Recorded data:
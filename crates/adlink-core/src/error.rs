//! Directory client error types
//!
//! Error definitions with transient/permanent classification for retry logic.

use thiserror::Error;

/// Error that can occur while talking to the directory.
#[derive(Debug, Error)]
pub enum DirectoryError {
    // Discovery errors (non-fatal when explicit endpoints are configured)
    /// DNS service-record lookup returned nothing or failed.
    #[error("discovery failed for {domain}: {message}")]
    Discovery {
        domain: String,
        message: String,
        #[source]
        source: Option<Box<dyn std::error::Error + Send + Sync>>,
    },

    // Connection errors (usually transient)
    /// Failed to establish or keep a connection to a directory server.
    #[error("connection failed: {message}")]
    Connection {
        message: String,
        #[source]
        source: Option<Box<dyn std::error::Error + Send + Sync>>,
    },

    /// Operation timed out.
    #[error("operation timed out after {timeout_ms} ms")]
    Timeout { timeout_ms: u64 },

    /// Every configured endpoint refused a connection.
    #[error("connection pool exhausted: {message}")]
    PoolExhausted { message: String },

    /// No connection became available before the checkout deadline.
    #[error("timed out after {timeout_ms} ms waiting for a pooled connection")]
    PoolTimeout { timeout_ms: u64 },

    // Authentication errors (never retried)
    /// Bind failed. Retrying risks locking the account out.
    #[error("authentication failed: {message}")]
    Authentication {
        message: String,
        #[source]
        source: Option<Box<dyn std::error::Error + Send + Sync>>,
    },

    // Data errors (permanent)
    /// Malformed binary or textual identifier.
    #[error("codec error: {message}")]
    Codec { message: String },

    /// Search returned zero matches.
    #[error("object not found: {identifier}")]
    NotFound { identifier: String },

    /// Search returned more than one match where exactly one was required.
    #[error("identifier '{identifier}' is ambiguous: {matches} objects match")]
    AmbiguousIdentifier { identifier: String, matches: usize },

    /// Object already exists (add conflict).
    #[error("object already exists: {dn}")]
    AlreadyExists { dn: String },

    /// Search filter rejected by the server or malformed locally.
    #[error("invalid filter: {message}")]
    InvalidFilter { message: String },

    /// Non-success LDAP result code not covered by a more specific variant.
    #[error("LDAP operation failed with code {rc}: {message}")]
    Ldap { rc: u32, message: String },

    /// Client configuration is invalid.
    #[error("invalid configuration: {message}")]
    InvalidConfiguration { message: String },

    // Control flow
    /// The caller's cancellation token fired.
    #[error("operation cancelled")]
    Cancelled,

    /// Transient failures persisted past the retry policy.
    #[error("retries exhausted after {attempts} attempts: {source}")]
    RetryExhausted {
        attempts: u32,
        #[source]
        source: Box<DirectoryError>,
    },

    /// Internal error.
    #[error("internal error: {message}")]
    Internal {
        message: String,
        #[source]
        source: Option<Box<dyn std::error::Error + Send + Sync>>,
    },
}

/// LDAP result codes the client reacts to.
pub mod rc {
    pub const SUCCESS: u32 = 0;
    pub const SIZE_LIMIT_EXCEEDED: u32 = 4;
    pub const NO_SUCH_ATTRIBUTE: u32 = 16;
    pub const NO_SUCH_OBJECT: u32 = 32;
    pub const INVALID_CREDENTIALS: u32 = 49;
    pub const BUSY: u32 = 51;
    pub const UNAVAILABLE: u32 = 52;
    pub const ENTRY_ALREADY_EXISTS: u32 = 68;
    pub const FILTER_ERROR: u32 = 87;
    pub const SERVER_DOWN: u32 = 81;
    pub const TIMEOUT: u32 = 85;
}

impl DirectoryError {
    /// Check if this error is transient and the operation should be retried.
    ///
    /// Authentication failures are deliberately excluded: repeated binds
    /// against Active Directory count towards account lockout.
    pub fn is_transient(&self) -> bool {
        match self {
            DirectoryError::Connection { .. }
            | DirectoryError::Timeout { .. }
            | DirectoryError::PoolExhausted { .. }
            | DirectoryError::PoolTimeout { .. } => true,
            DirectoryError::Ldap { rc, .. } => matches!(
                *rc,
                rc::BUSY | rc::UNAVAILABLE | rc::SERVER_DOWN | rc::TIMEOUT
            ),
            _ => false,
        }
    }

    /// Check if this error is permanent and retry won't help.
    pub fn is_permanent(&self) -> bool {
        !self.is_transient()
    }

    /// Zero-result searches are absence, not failure.
    pub fn is_not_found(&self) -> bool {
        matches!(self, DirectoryError::NotFound { .. })
    }

    /// Get an error code for classification.
    pub fn error_code(&self) -> &'static str {
        match self {
            DirectoryError::Discovery { .. } => "DISCOVERY_FAILED",
            DirectoryError::Connection { .. } => "CONNECTION_FAILED",
            DirectoryError::Timeout { .. } => "TIMEOUT",
            DirectoryError::PoolExhausted { .. } => "POOL_EXHAUSTED",
            DirectoryError::PoolTimeout { .. } => "POOL_TIMEOUT",
            DirectoryError::Authentication { .. } => "AUTH_FAILED",
            DirectoryError::Codec { .. } => "CODEC_ERROR",
            DirectoryError::NotFound { .. } => "NOT_FOUND",
            DirectoryError::AmbiguousIdentifier { .. } => "AMBIGUOUS_IDENTIFIER",
            DirectoryError::AlreadyExists { .. } => "ALREADY_EXISTS",
            DirectoryError::InvalidFilter { .. } => "INVALID_FILTER",
            DirectoryError::Ldap { .. } => "LDAP_ERROR",
            DirectoryError::InvalidConfiguration { .. } => "INVALID_CONFIG",
            DirectoryError::Cancelled => "CANCELLED",
            DirectoryError::RetryExhausted { .. } => "RETRY_EXHAUSTED",
            DirectoryError::Internal { .. } => "INTERNAL_ERROR",
        }
    }

    /// Map a non-success LDAP result code for an operation on `dn`.
    pub fn from_result_code(rc: u32, dn: &str, text: &str) -> Self {
        match rc {
            rc::NO_SUCH_OBJECT => DirectoryError::NotFound {
                identifier: dn.to_string(),
            },
            rc::ENTRY_ALREADY_EXISTS => DirectoryError::AlreadyExists { dn: dn.to_string() },
            rc::INVALID_CREDENTIALS => DirectoryError::authentication(format!(
                "invalid credentials: {text}"
            )),
            rc::FILTER_ERROR => DirectoryError::InvalidFilter {
                message: text.to_string(),
            },
            _ => DirectoryError::Ldap {
                rc,
                message: if text.is_empty() {
                    dn.to_string()
                } else {
                    format!("{dn}: {text}")
                },
            },
        }
    }

    // Convenience constructors

    /// Create a discovery error.
    pub fn discovery(domain: impl Into<String>, message: impl Into<String>) -> Self {
        DirectoryError::Discovery {
            domain: domain.into(),
            message: message.into(),
            source: None,
        }
    }

    /// Create a discovery error with source.
    pub fn discovery_with_source(
        domain: impl Into<String>,
        message: impl Into<String>,
        source: impl std::error::Error + Send + Sync + 'static,
    ) -> Self {
        DirectoryError::Discovery {
            domain: domain.into(),
            message: message.into(),
            source: Some(Box::new(source)),
        }
    }

    /// Create a connection failed error.
    pub fn connection_failed(message: impl Into<String>) -> Self {
        DirectoryError::Connection {
            message: message.into(),
            source: None,
        }
    }

    /// Create a connection failed error with source.
    pub fn connection_failed_with_source(
        message: impl Into<String>,
        source: impl std::error::Error + Send + Sync + 'static,
    ) -> Self {
        DirectoryError::Connection {
            message: message.into(),
            source: Some(Box::new(source)),
        }
    }

    /// Create an authentication error.
    pub fn authentication(message: impl Into<String>) -> Self {
        DirectoryError::Authentication {
            message: message.into(),
            source: None,
        }
    }

    /// Create an authentication error with source.
    pub fn authentication_with_source(
        message: impl Into<String>,
        source: impl std::error::Error + Send + Sync + 'static,
    ) -> Self {
        DirectoryError::Authentication {
            message: message.into(),
            source: Some(Box::new(source)),
        }
    }

    /// Create a codec error.
    pub fn codec(message: impl Into<String>) -> Self {
        DirectoryError::Codec {
            message: message.into(),
        }
    }

    /// Create a not-found error.
    pub fn not_found(identifier: impl Into<String>) -> Self {
        DirectoryError::NotFound {
            identifier: identifier.into(),
        }
    }

    /// Create an invalid configuration error.
    pub fn invalid_config(message: impl Into<String>) -> Self {
        DirectoryError::InvalidConfiguration {
            message: message.into(),
        }
    }

    /// Create an internal error.
    pub fn internal(message: impl Into<String>) -> Self {
        DirectoryError::Internal {
            message: message.into(),
            source: None,
        }
    }

    /// Create an internal error with source.
    pub fn internal_with_source(
        message: impl Into<String>,
        source: impl std::error::Error + Send + Sync + 'static,
    ) -> Self {
        DirectoryError::Internal {
            message: message.into(),
            source: Some(Box::new(source)),
        }
    }
}

/// Result type for directory operations.
pub type DirectoryResult<T> = Result<T, DirectoryError>;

TASK TO CARRY OUT: From the data above, copy out every line with the string "timed" in it.

EXERCISE SOLUTION:
    /// Operation timed out.
    #[error("operation timed out after {timeout_ms} ms")]
    #[error("timed out after {timeout_ms} ms waiting for a pooled connection")]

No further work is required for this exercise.